━━━ MATERIAL PROVIDED ━━━

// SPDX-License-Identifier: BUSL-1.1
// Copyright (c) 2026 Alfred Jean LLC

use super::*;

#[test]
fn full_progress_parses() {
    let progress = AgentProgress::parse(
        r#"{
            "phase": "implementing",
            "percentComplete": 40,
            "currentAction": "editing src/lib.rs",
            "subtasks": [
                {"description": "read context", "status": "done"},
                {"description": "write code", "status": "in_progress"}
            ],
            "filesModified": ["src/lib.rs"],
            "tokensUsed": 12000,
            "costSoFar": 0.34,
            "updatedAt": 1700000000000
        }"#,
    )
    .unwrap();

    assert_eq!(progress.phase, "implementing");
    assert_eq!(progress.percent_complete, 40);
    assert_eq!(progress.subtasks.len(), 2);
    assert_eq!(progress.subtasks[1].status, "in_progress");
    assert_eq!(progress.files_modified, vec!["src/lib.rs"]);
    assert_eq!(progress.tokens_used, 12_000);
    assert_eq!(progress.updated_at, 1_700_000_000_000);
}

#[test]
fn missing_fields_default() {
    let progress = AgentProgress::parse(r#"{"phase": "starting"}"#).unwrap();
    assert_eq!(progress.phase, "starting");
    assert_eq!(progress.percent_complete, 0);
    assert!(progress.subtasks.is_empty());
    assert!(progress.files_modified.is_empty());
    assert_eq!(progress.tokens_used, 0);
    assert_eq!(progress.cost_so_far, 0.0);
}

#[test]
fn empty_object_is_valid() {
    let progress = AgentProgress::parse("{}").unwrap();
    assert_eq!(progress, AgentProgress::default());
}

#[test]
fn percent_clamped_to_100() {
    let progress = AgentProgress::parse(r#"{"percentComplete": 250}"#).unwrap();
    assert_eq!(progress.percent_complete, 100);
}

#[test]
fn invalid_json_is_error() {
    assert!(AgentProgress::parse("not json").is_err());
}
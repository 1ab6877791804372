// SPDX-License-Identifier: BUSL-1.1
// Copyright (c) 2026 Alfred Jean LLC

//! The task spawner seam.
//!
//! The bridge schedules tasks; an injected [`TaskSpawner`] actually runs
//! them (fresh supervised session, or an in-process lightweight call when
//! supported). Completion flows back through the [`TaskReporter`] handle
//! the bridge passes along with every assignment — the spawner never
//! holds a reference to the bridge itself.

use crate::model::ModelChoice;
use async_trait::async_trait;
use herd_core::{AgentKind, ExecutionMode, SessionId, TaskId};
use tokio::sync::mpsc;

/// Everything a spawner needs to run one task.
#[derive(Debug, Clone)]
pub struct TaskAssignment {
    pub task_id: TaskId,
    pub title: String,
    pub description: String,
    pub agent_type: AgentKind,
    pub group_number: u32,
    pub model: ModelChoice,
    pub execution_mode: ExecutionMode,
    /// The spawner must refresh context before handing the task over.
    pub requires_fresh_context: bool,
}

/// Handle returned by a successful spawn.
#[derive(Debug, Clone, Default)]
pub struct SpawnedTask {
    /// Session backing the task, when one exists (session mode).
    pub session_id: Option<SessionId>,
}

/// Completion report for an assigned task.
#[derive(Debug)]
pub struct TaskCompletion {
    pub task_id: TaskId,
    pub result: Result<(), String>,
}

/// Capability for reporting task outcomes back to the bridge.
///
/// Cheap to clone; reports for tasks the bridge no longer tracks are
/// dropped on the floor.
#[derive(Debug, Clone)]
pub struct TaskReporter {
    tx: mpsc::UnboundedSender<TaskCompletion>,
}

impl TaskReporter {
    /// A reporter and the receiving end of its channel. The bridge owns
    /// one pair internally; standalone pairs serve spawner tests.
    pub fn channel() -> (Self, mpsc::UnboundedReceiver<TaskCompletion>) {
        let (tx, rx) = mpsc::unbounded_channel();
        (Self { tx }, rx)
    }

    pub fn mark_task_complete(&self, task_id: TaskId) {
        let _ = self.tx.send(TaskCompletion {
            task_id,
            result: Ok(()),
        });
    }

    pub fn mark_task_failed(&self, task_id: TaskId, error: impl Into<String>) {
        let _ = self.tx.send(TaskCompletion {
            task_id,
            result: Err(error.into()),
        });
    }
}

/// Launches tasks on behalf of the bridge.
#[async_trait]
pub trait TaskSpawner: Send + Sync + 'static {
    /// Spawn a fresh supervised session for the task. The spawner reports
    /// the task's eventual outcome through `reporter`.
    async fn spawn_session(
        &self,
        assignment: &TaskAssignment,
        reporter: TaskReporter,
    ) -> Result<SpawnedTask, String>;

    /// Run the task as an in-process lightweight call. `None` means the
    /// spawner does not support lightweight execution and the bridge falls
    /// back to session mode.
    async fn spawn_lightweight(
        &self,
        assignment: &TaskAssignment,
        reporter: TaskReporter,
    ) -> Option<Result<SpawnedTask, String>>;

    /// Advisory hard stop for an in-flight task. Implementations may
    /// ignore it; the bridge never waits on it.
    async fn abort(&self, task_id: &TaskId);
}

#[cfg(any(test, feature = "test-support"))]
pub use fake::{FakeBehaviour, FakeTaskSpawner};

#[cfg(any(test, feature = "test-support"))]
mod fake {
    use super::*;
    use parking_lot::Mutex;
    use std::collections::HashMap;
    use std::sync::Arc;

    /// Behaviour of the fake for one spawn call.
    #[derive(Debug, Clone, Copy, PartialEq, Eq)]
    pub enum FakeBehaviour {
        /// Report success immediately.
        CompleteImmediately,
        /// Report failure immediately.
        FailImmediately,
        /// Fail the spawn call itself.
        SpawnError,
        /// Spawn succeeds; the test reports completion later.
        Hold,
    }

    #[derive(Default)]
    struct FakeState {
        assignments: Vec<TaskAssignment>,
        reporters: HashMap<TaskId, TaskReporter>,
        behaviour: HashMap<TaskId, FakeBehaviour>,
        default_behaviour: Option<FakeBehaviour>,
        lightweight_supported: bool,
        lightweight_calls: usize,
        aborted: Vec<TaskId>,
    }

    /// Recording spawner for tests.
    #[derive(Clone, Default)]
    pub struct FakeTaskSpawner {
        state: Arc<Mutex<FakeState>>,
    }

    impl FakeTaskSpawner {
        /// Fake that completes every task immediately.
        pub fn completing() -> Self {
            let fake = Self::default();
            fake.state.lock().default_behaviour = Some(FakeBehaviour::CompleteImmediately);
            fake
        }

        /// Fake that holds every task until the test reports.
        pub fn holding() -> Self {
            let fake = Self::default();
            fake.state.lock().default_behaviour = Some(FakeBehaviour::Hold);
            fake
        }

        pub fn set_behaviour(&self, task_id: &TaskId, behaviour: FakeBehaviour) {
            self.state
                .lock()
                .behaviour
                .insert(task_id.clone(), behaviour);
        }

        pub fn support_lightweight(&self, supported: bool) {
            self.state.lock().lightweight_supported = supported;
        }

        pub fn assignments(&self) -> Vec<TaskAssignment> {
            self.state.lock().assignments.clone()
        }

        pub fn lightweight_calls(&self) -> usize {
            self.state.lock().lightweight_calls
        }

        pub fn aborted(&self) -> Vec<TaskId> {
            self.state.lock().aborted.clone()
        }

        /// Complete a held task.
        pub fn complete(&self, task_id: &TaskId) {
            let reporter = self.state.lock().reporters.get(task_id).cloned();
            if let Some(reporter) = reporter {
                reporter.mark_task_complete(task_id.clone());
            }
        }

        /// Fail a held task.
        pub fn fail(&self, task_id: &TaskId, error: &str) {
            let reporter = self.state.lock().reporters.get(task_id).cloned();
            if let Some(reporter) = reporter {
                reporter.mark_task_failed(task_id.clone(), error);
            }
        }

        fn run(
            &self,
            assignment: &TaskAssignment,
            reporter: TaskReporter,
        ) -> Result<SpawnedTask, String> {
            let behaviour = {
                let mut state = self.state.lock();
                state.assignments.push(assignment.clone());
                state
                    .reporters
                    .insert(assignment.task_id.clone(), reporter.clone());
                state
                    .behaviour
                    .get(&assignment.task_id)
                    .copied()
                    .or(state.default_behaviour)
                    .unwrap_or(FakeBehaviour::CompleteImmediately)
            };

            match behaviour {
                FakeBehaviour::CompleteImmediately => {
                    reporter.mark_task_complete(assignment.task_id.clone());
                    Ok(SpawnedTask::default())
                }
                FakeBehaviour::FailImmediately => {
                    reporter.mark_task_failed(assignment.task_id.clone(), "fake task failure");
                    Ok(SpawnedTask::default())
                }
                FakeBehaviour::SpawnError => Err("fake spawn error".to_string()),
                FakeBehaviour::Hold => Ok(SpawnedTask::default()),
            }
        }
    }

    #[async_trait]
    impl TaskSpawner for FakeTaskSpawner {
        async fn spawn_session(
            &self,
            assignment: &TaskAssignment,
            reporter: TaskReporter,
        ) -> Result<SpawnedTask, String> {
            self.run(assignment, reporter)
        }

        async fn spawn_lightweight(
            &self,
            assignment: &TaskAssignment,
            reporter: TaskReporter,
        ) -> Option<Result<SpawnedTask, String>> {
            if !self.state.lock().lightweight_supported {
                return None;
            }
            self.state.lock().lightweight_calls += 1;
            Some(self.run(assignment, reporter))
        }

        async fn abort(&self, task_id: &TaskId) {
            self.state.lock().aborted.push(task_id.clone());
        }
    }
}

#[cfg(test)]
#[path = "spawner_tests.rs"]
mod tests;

━━━

> **WORK REQUIRED**
Go over the data above and copy every line that has the word "percentComplete" in it.

> **TASK OUTPUT**
            "percentComplete": 40,
    let progress = AgentProgress::parse(r#"{"percentComplete": 250}"#).unwrap();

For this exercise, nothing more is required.